RELATED PARTY TRANSACTIONS AND FORGIVENESS OF DEBT

On June 15, 2004, Stan and Rita Paulus resigned as officers and board members of the Company and were replaced by a new management team. As part of the transition in management, several transactions occurred which are all recorded below.

Stan and Rita agreed to waive all unpaid compensation from the Company except for $100,000, which shall be paid in full within three years of the transition date.

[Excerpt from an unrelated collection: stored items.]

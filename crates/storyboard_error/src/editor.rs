//! Character and scene editing error types.

/// Kinds of editing errors.
#[derive(Debug, Clone, PartialEq, Eq, Hash, PartialOrd, Ord, derive_more::Display)]
pub enum EditorErrorKind {
    /// Input text is not valid JSON
    #[display("Invalid JSON: {}", _0)]
    Parse(String),
    /// Input is valid JSON but does not have the expected shape
    #[display("Unexpected structure: {}", _0)]
    Schema(String),
    /// Characters could not be serialized for export
    #[display("Failed to serialize characters: {}", _0)]
    Serialize(String),
}

/// Editor error with location tracking.
///
/// # Examples
///
/// ```
/// use storyboard_error::{EditorError, EditorErrorKind};
///
/// let err = EditorError::new(EditorErrorKind::Schema("missing `characters`".to_string()));
/// assert!(format!("{}", err).contains("characters"));
/// ```
#[derive(Debug, Clone, derive_more::Display, derive_more::Error)]
#[display("Editor Error: {} at line {} in {}", kind, line, file)]
pub struct EditorError {
    /// The kind of error that occurred
    pub kind: EditorErrorKind,
    /// Line number where error was created
    pub line: u32,
    /// File where error was created
    pub file: &'static str,
}

impl EditorError {
    /// Create a new editor error with automatic location tracking.
    #[track_caller]
    pub fn new(kind: EditorErrorKind) -> Self {
        let location = std::panic::Location::caller();
        Self {
            kind,
            line: location.line(),
            file: location.file(),
        }
    }
}
//! Ports to the outside world.

use async_trait::async_trait;
use storyboard_core::{GenerateRequest, GenerateResponse, Project};
use storyboard_error::StoryboardResult;

/// The external generation capability.
///
/// A single request/response exchange per call: no retries, no streaming.
#[async_trait]
pub trait GenerationDriver: Send + Sync {
    /// Send one request and return the raw outputs.
    async fn generate(&self, req: &GenerateRequest) -> StoryboardResult<GenerateResponse>;

    /// Provider name (e.g., "gemini").
    fn provider_name(&self) -> &'static str;

    /// Whether an access credential is configured.
    ///
    /// Callers check this before building a request so a missing credential
    /// never reaches the network.
    fn has_credential(&self) -> bool;

    /// Name of the setting the credential is read from, for error messages.
    fn credential_hint(&self) -> &str;
}

/// Single named slot holding the full serialized project list.
#[async_trait]
pub trait ProjectPersistence: Send + Sync {
    /// Read the full snapshot.
    ///
    /// Returns `Ok(None)` when nothing has been stored yet and a `Corrupt`
    /// storage error when the stored data is not a valid project list.
    async fn load(&self) -> StoryboardResult<Option<Vec<Project>>>;

    /// Overwrite the slot with the given snapshot.
    async fn save(&self, projects: &[Project]) -> StoryboardResult<()>;

    /// Backend name (e.g., "filesystem", "memory").
    fn backend_name(&self) -> &'static str;
}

The Paulus' purchased from the Company the inventory known as "technical books" for the sum of $150,000 in exchange for 4,859,187 shares of Pacific Sands, Inc. common stock. Based on the average market value of the Company's stock, which valued these shares at $121,480, there was an additional write down of the inventory of $28,500. This amount was recorded as a reduction to additional paid in capital based on the related party nature of the transaction. Since the shares were still being held in escrow by legal counsel at June 30, 2004, the transaction was recorded as due from shareholder. As of June 30, 2006, the shares had been returned to treasury.
 
On June 14, 2006, one day prior to the due date of the unpaid compensation to the Paulus' of $100,000, the Company and the Paulus' agreed to extend the payment until January, 2007 with monthly payments of $25,000 beginning in October, 2006. In addition, there was a $5,000 note payable rolled into the monthly payment plan due January, 2007. In July, 2006 100,000 shares of restricted stock were issued as in exchange for extending the payment. The value of the shares was $6,000 and is included in interest expense for the six month period ended December 31, 2006.

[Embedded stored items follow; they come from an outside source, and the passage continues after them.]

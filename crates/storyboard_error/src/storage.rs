//! Project store error types.

/// Kinds of storage errors.
#[derive(Debug, Clone, PartialEq, Eq, Hash, PartialOrd, Ord, derive_more::Display)]
pub enum StorageErrorKind {
    /// No project with the given identifier
    #[display("Project not found: {}", _0)]
    NotFound(String),
    /// Failed to create the data directory
    #[display("Failed to create storage directory: {}", _0)]
    DirectoryCreation(String),
    /// Failed to read the persisted snapshot
    #[display("Failed to read snapshot: {}", _0)]
    Read(String),
    /// Failed to write the persisted snapshot
    #[display("Failed to write snapshot: {}", _0)]
    Write(String),
    /// Failed to read a user-supplied file
    #[display("Failed to read file: {}", _0)]
    FileRead(String),
    /// Failed to write a user-requested file
    #[display("Failed to write file: {}", _0)]
    FileWrite(String),
    /// The persisted snapshot is not a valid project list
    #[display("Stored project data is corrupt: {}", _0)]
    Corrupt(String),
}

/// Storage error with location tracking.
///
/// # Examples
///
/// ```
/// use storyboard_error::{StorageError, StorageErrorKind};
///
/// let err = StorageError::new(StorageErrorKind::NotFound("p-42".to_string()));
/// assert!(format!("{}", err).contains("not found"));
/// ```
#[derive(Debug, Clone, derive_more::Display, derive_more::Error)]
#[display("Storage Error: {} at line {} in {}", kind, line, file)]
pub struct StorageError {
    /// The kind of error that occurred
    pub kind: StorageErrorKind,
    /// Line number where error was created
    pub line: u32,
    /// File where error was created
    pub file: &'static str,
}

impl StorageError {
    /// Create a new storage error with automatic location tracking.
    #[track_caller]
    pub fn new(kind: StorageErrorKind) -> Self {
        let location = std::panic::Location::caller();
        Self {
            kind,
            line: location.line(),
            file: location.file(),
        }
    }
}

Finally, two of the current officers of the company have agreed to defer a substantial portion of their salaries until such time as it may be paid. As of December 31, 2006, the deferred compensation for these two officers was $ 156,470. Prior to accepting the position as an officer of the company, one of the current officers agreed to defer $11,500 of his professional consulting services which is still unpaid as of December 31, 2006. The deferred compensation charges to operations for the six months ended December 31, 2006 and 2005 was $36,346 and $37,488, respectively.
 
10.
CONTINGENCIES

Accounts receivable from a major former customer, Mariani Raisin Company in the amount of $235,718 invoiced on October 25, 2001 and January 17, 2002 are being contested for compliance requirements. The customer maintained that the equipment did not work properly, but management felt that this equipment was built to customer specifications. Accordingly, management intends to vigorously pursue the outstanding receivable. Since counsel suggests that this amount cannot be collected without incurring some legal costs and that there is the potential that a settlement could ultimately not be reached, an allowance for bad debts of $235,718 exists. Bad debt expense in the amount of $4,658 and $35,980 was recorded in the statement of operations for the six months ended December 31, 2006 and 2005, respectively.


13

 
PACIFIC SANDS, INC.
NOTES TO FINANCIAL STATEMENTS
DECEMBER 31, 2006 AND 2005 AND JUNE 30, 2006

11
RECENT PRONOUNCEMENTS
 
In June 2006, the FASB released FASB Interpretation No. 48, "Accounting for Uncertainty in Income Taxes, " an interpretation of FASB Statement No. 109 ("FIN48"). FIN 48 prescribes a recognition threshold and measurement attribute for the financial statement recognition and measurement of a tax position taken or expected to be taken in a tax return. A Company must determine whether it is "more-likely-than-not" that a tax position will be sustained upon examination, including resolution of any related appeals or litigation procedures, based on the technical merits of the position. Once it is determined that a position meets the more-likely-than-not recognition threshold, the position is measured to determine the amount of benefit to recognize in the financial statement. This interpretation is effective for fiscal years beginning after December 15, 2006. Earlier application of the provisions of this interpretation is interim financial statement, in the period this interpretation is adopted. The provisions of FIN 48 are not expected to have a material affect on the company's consolidated financial statements.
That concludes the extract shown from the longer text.